NanoPack launches innovative “Bairicade XT” coating, NanoPack, packaging, Asia, US
US –
NanoPack Inc, a developer of proprietary barrier coatings for films used in processed food packaging, has introduced a new coating -Bairicade XT - that has the ability for coating and printing in-line on high-speed flexographic and rotogravure printing processes, and reduced costs.

Bairicade XT coating, with global patents pending, provides extended shelf-life for products such as snacks, nuts, seeds, seasonings, candy, coffee and tea packages.

NanoPack’s advances in chemistry allow Bairicade XT to provide a clear, ultra-thin oxygen barrier coating product using 50% less water than previous coatings. With less drying requirement, shorter ovens are sufficient and press speeds can be greatly increased. This advance has opened up the opportunity for high-speed, high-quality central impression flexographic presses to economically utilize this barrier technology.

The Bairicade XT coating supports sustainability programs with source reduction, elimination of highly chlorinated alternative coatings and will compost with current bio-film products. The new coating has been approved for indirect food contact by the U.S. Food and Drug Administration and petitions for Health Canada approval have been filed.

“With our previous barrier products, the large amount of water put down in the coating process limited NanoPack’s applications to mostly rotogravure presses, which can have long ovens between cylinders,” explains Howard Kravitz, NanoPack’s president and CEO. “We have improved the coating’s efficiency by increasing the total percent solids in Bairicade XT, while reducing the dry weight needed to achieve the same barrier. This has allowed us to go thinner, and to put down about half of the total amount wet.”

Fred Levitt, NanoPack’s senior vice president of sales & marketing, adds, “We believe converters will welcome the news that their flexo presses can now run Bairicade XT. In addition to the improved line speeds and lower total costs, this provides a path toward achieving improved sustainability in the packaging - - clearly a goal of our industry worldwide.”

The new offering replaces undesirable, highly chlorinated coatings such as polyvinylidene chloride (Saran), and thicker, more expensive materials such as EVOH (ethylene vinyl alcohol copolymer).
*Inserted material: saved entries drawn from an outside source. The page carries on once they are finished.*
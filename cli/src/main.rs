use anyhow::{Context, Result};
use clap::{Parser, Subcommand};
use en_textkit::{casing, make_plural, make_singular, pluralize, Direction, RuleRegistry};
use std::io::{self, Write};
use tracing::debug;
use tracing_subscriber::EnvFilter;

#[derive(Debug, Parser)]
#[clap(name = "en-textkit")]
#[clap(about = "Inflects English words and converts identifiers between case styles")]
struct Args {
    #[clap(subcommand)]
    command: Command,
}

#[derive(Debug, Subcommand)]
enum Command {
    /// Prints the plural form of each word.
    Plural {
        #[clap(required = true)]
        words: Vec<String>,
    },
    /// Prints the singular form of each word.
    Singular {
        #[clap(required = true)]
        words: Vec<String>,
    },
    /// Prints the count followed by the word, inflected to match the count.
    Count {
        #[clap(allow_hyphen_values = true)]
        count: i64,
        word: String,
    },
    /// Converts identifiers to title case ("user_name" => "User Name").
    Title {
        #[clap(required = true)]
        words: Vec<String>,
    },
    /// Converts underscored identifiers to a sentence ("user_name" => "User name").
    Humanize {
        #[clap(required = true)]
        words: Vec<String>,
    },
    /// Converts identifiers to Pascal case ("user_name" => "UserName").
    Pascal {
        #[clap(long)]
        #[clap(help = "Join the words with underscores instead of running them together.")]
        keep_underscores: bool,
        #[clap(required = true)]
        words: Vec<String>,
    },
    /// Converts identifiers to camel case ("user_name" => "userName").
    Camel {
        #[clap(required = true)]
        words: Vec<String>,
    },
    /// Converts Pascal or camel case identifiers to snake case.
    Underscore {
        #[clap(required = true)]
        words: Vec<String>,
    },
    /// Adds an ordinal suffix to each number ("2" => "2nd").
    Ordinal {
        #[clap(required = true)]
        numbers: Vec<String>,
    },
    /// Lists the built-in rules, highest priority first.
    Rules {
        #[clap(long)]
        #[clap(help = "List the singular rules instead of the plural rules.")]
        singular: bool,
    },
}

fn main() -> Result<()> {
    tracing_subscriber::fmt()
        .with_env_filter(EnvFilter::from_default_env())
        .with_writer(io::stderr)
        .init();

    let args = Args::parse();
    debug!(command = ?args.command, "running");

    let stdout = io::stdout();
    let mut out = stdout.lock();
    for line in run(args.command) {
        writeln!(out, "{}", line).context("Could not write to stdout")?;
    }
    Ok(())
}

fn run(command: Command) -> Vec<String> {
    match command {
        Command::Plural { words } => map_words(&words, |w| make_plural(w).into_owned()),
        Command::Singular { words } => map_words(&words, |w| make_singular(w).into_owned()),
        Command::Count { count, word } => vec![pluralize(count, &word)],
        Command::Title { words } => map_words(&words, casing::to_title_case),
        Command::Humanize { words } => map_words(&words, casing::humanize),
        Command::Pascal {
            keep_underscores,
            words,
        } => map_words(&words, |w| casing::to_pascal_case_with(w, !keep_underscores)),
        Command::Camel { words } => map_words(&words, casing::to_camel_case),
        Command::Underscore { words } => map_words(&words, casing::add_underscores),
        Command::Ordinal { numbers } => map_words(&numbers, casing::add_ordinal_suffix),
        Command::Rules { singular } => {
            let direction = if singular {
                Direction::Singular
            } else {
                Direction::Plural
            };
            RuleRegistry::english()
                .rules(direction)
                .by_priority()
                .map(|rule| {
                    format!(
                        "{:>3}  {}  =>  {}",
                        rule.priority(),
                        rule.pattern(),
                        rule.replacement(),
                    )
                })
                .collect()
        }
    }
}

fn map_words<F>(words: &[String], f: F) -> Vec<String>
where
    F: Fn(&str) -> String,
{
    words.iter().map(|w| f(w)).collect()
}
//! Case-style conversions for turning identifiers into labels and back.
//!
//! None of these consult the inflection rules. They are plain string
//! transforms that return an empty string for empty input.
//!
//! # Examples
//!
//! ```
//! use en_textkit::casing;
//!
//! assert_eq!(casing::to_title_case("ProductCategory"), "Product Category");
//! assert_eq!(casing::to_pascal_case("product_category"), "ProductCategory");
//! assert_eq!(casing::to_camel_case("product_category"), "productCategory");
//! assert_eq!(casing::add_underscores("ProductCategory"), "product_category");
//! assert_eq!(casing::add_ordinal_suffix("22"), "22nd");
//! ```

use crate::{util, validation};
use once_cell::sync::Lazy;
use regex::{Captures, Regex};

static ACRONYM_BOUNDARY_REGEX: Lazy<Regex> = Lazy::new(|| {
    Regex::new(r"([A-Z]+)([A-Z][a-z])").expect("Could not parse acronym boundary regex")
});

static WORD_BOUNDARY_REGEX: Lazy<Regex> =
    Lazy::new(|| Regex::new(r"([a-z\d])([A-Z])").expect("Could not parse word boundary regex"));

static DASH_OR_SPACE_REGEX: Lazy<Regex> =
    Lazy::new(|| Regex::new(r"[-\s]").expect("Could not parse dash or space regex"));

static WORD_START_REGEX: Lazy<Regex> =
    Lazy::new(|| Regex::new(r"\b([a-z])").expect("Could not parse word start regex"));

/// Converts an identifier into space separated words with each word
/// capitalized, so "user_name" and "UserName" both become "User Name".
pub fn to_title_case(word: &str) -> String {
    let humanized = humanize(&add_underscores(word));
    WORD_START_REGEX
        .replace_all(&humanized, |caps: &Captures| caps[1].to_uppercase())
        .into_owned()
}

/// Replaces underscores with spaces and capitalizes only the first word.
pub fn humanize(lowercase_and_underscored_word: &str) -> String {
    make_initial_caps(&lowercase_and_underscored_word.replace('_', " "))
}

/// Same as [to_pascal_case].
pub fn to_proper(word: &str) -> String {
    to_pascal_case(word)
}

pub fn to_pascal_case(lowercase_and_underscored_word: &str) -> String {
    to_pascal_case_with(lowercase_and_underscored_word, true)
}

/// Converts space or underscore separated text to Pascal case.
///
/// Each word gets an upper case first letter. A word whose remaining letters
/// are all upper case is lower cased after the first letter, so "USER_ID"
/// becomes "UserId". A single word that isn't shouting only has its first
/// letter changed, so "userName" becomes "UserName".
///
/// When `remove_underscores` is false the words are joined with `_` instead
/// of being run together.
pub fn to_pascal_case_with(text: &str, remove_underscores: bool) -> String {
    if text.is_empty() {
        return String::new();
    }

    let text = text.replace('_', " ");
    let words = text.split(' ').collect::<Vec<_>>();
    if words.len() == 1 && !validation::is_upper_case(words[0]) {
        let (first, rest) = util::split_first(words[0]);
        return format!("{}{}", first.to_uppercase(), rest);
    }

    let join = if remove_underscores { "" } else { "_" };
    words
        .iter()
        .map(|w| {
            let (first, rest) = util::split_first(w);
            if validation::is_upper_case(rest) {
                format!("{}{}", first.to_uppercase(), rest.to_lowercase())
            } else {
                format!("{}{}", first.to_uppercase(), rest)
            }
        })
        .collect::<Vec<_>>()
        .join(join)
}

pub fn to_camel_case(lowercase_and_underscored_word: &str) -> String {
    make_initial_lower_case(&to_pascal_case(lowercase_and_underscored_word))
}

/// Converts Pascal or camel case into lower case words joined by
/// underscores. Runs of capitals are treated as one word, so "HTMLParser"
/// becomes "html_parser". Dashes and whitespace also become underscores.
pub fn add_underscores(pascal_cased_word: &str) -> String {
    let word = ACRONYM_BOUNDARY_REGEX.replace_all(pascal_cased_word, "${1}_${2}");
    let word = WORD_BOUNDARY_REGEX.replace_all(&word, "${1}_${2}");
    DASH_OR_SPACE_REGEX
        .replace_all(&word, "_")
        .to_lowercase()
}

/// Upper cases the first character and lower cases the rest.
pub fn make_initial_caps(word: &str) -> String {
    util::titlecase_word(word)
}

/// Lower cases the first character and leaves the rest alone.
pub fn make_initial_lower_case(word: &str) -> String {
    let (first, rest) = util::split_first(word);
    format!("{}{}", first.to_lowercase(), rest)
}

pub fn underscores_to_dashes(underscored_word: &str) -> String {
    underscored_word.replace('_', "-")
}

/// Appends "st", "nd", "rd", or "th" to a string of digits. Anything that
/// isn't entirely digits, including the empty string, is returned as is.
pub fn add_ordinal_suffix(number: &str) -> String {
    if number.is_empty() || !validation::is_numeric(number) {
        return number.to_string();
    }

    let digits = number.as_bytes();
    let last = digits[digits.len() - 1] - b'0';
    let tens = if digits.len() > 1 {
        digits[digits.len() - 2] - b'0'
    } else {
        0
    };

    let suffix = match (tens, last) {
        (1, _) => "th",
        (_, 1) => "st",
        (_, 2) => "nd",
        (_, 3) => "rd",
        _ => "th",
    };
    format!("{}{}", number, suffix)
}

#[cfg(test)]
mod tests {
    #[test]
    fn to_title_case() {
        let tests = [
            ("some_title", "Some Title"),
            ("SomeTitle", "Some Title"),
            ("someTitle", "Some Title"),
            ("HTMLParser", "Html Parser"),
            ("some-title here", "Some Title Here"),
            ("", ""),
        ];
        for test in tests {
            assert_eq!(super::to_title_case(test.0), test.1, "{}", test.0);
        }
    }

    #[test]
    fn humanize() {
        let tests = [
            ("employee_salary", "Employee salary"),
            ("AUTHOR_ID", "Author id"),
            ("x", "X"),
            ("", ""),
        ];
        for test in tests {
            assert_eq!(super::humanize(test.0), test.1, "{}", test.0);
        }
    }

    #[test]
    fn to_pascal_case() {
        let tests = [
            ("user_name", "UserName"),
            ("USER_NAME", "UserName"),
            ("user name", "UserName"),
            ("userName", "UserName"),
            ("ID", "Id"),
            ("product_ID", "ProductId"),
            ("__private", "Private"),
            ("", ""),
        ];
        for test in tests {
            assert_eq!(super::to_pascal_case(test.0), test.1, "{}", test.0);
            assert_eq!(super::to_proper(test.0), test.1, "{}", test.0);
        }

        let tests = [
            ("user_name", "User_Name"),
            ("USER_NAME", "User_Name"),
            ("user", "User"),
        ];
        for test in tests {
            assert_eq!(super::to_pascal_case_with(test.0, false), test.1, "{}", test.0);
        }
    }

    #[test]
    fn to_camel_case() {
        let tests = [
            ("user_name", "userName"),
            ("USER_NAME", "userName"),
            ("UserName", "userName"),
            ("", ""),
        ];
        for test in tests {
            assert_eq!(super::to_camel_case(test.0), test.1, "{}", test.0);
        }
    }

    #[test]
    fn add_underscores() {
        let tests = [
            ("UserName", "user_name"),
            ("userName", "user_name"),
            ("HTMLParser", "html_parser"),
            ("Version2Beta", "version2_beta"),
            ("user-name here", "user_name_here"),
            ("already_done", "already_done"),
        ];
        for test in tests {
            assert_eq!(super::add_underscores(test.0), test.1, "{}", test.0);
        }
    }

    #[test]
    fn initial_case() {
        assert_eq!(super::make_initial_caps("hELLO"), "Hello");
        assert_eq!(super::make_initial_lower_case("HELLO"), "hELLO");
        assert_eq!(super::make_initial_lower_case(""), "");
        assert_eq!(super::underscores_to_dashes("a_b_c"), "a-b-c");
    }

    #[test]
    fn add_ordinal_suffix() {
        let tests = [
            ("0", "0th"),
            ("1", "1st"),
            ("2", "2nd"),
            ("3", "3rd"),
            ("4", "4th"),
            ("11", "11th"),
            ("12", "12th"),
            ("13", "13th"),
            ("21", "21st"),
            ("22", "22nd"),
            ("101", "101st"),
            ("111", "111th"),
            ("112", "112th"),
            ("1000000000000000000001", "1000000000000000000001st"),
            ("", ""),
            ("abc", "abc"),
            ("12a", "12a"),
        ];
        for test in tests {
            assert_eq!(super::add_ordinal_suffix(test.0), test.1, "{}", test.0);
        }
    }
}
Bairicade XT also allows end-users and converters to design their own barrier targets by varying the coating thickness.

The Bairicade XT coating, only a small fraction of a micron thick, is created by evenly dispersing clay platelets in a resin which then stack up like a tightly constructed brick wall. Oxygen, a major enemy in food packaging, is blocked as a result, thus greatly extending shelf life for packaged foods. The new coating also provides a barrier to most organic volatiles, providing excellent protection for flavor and aroma, as well as shielding the inks and adhesives in those laminations.

“The ability to reach out to converters with flexographic as well as rotogravure capabilities substantially opens the field for uses of Bairicade XT,” Kravitz adds.